=== Problem to work on ===
Look through the listing for the string "config" and copy out every line that holds it.

=== Exercise input ===
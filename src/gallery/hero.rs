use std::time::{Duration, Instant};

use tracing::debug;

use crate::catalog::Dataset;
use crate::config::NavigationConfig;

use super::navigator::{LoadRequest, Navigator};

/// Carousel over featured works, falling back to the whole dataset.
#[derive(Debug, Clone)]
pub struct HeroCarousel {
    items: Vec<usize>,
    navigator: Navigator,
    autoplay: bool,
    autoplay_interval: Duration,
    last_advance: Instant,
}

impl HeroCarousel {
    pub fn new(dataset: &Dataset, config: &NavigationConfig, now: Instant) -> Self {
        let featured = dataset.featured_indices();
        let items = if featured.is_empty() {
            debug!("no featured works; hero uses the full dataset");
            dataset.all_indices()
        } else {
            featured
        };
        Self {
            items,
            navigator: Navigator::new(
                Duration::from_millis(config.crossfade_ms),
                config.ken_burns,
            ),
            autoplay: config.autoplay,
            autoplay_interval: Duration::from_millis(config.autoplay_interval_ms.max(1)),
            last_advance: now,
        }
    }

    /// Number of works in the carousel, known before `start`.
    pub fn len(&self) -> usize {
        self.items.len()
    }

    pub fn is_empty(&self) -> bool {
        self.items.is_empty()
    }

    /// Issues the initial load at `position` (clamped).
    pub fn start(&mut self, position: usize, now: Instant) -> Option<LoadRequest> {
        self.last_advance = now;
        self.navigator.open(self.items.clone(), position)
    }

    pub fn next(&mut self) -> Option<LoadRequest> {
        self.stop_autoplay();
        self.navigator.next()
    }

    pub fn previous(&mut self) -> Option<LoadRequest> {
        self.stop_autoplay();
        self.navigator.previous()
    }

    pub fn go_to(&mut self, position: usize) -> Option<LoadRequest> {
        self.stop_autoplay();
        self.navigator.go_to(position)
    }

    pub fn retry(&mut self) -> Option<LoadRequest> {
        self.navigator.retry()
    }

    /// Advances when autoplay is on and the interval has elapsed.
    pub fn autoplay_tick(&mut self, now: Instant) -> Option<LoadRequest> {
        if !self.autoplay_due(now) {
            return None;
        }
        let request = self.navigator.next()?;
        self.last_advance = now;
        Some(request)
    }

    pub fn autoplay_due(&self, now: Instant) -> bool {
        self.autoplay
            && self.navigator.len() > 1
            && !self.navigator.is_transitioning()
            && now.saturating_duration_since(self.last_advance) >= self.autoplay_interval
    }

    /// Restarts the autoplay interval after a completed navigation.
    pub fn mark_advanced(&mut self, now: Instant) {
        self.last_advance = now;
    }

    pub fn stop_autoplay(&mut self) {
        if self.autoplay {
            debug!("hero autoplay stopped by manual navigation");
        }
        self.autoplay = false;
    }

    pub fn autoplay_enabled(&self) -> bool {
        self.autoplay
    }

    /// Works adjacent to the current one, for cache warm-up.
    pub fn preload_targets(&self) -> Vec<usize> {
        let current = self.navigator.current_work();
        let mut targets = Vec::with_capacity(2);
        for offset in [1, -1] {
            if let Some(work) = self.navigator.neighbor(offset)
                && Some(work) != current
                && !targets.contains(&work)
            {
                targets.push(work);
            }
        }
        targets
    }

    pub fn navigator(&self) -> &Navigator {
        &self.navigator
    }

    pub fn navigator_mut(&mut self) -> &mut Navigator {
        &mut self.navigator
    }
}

=== Expected output ===
use crate::config::NavigationConfig;
    pub fn new(dataset: &Dataset, config: &NavigationConfig, now: Instant) -> Self {
                Duration::from_millis(config.crossfade_ms),
                config.ken_burns,
            autoplay: config.autoplay,
            autoplay_interval: Duration::from_millis(config.autoplay_interval_ms.max(1)),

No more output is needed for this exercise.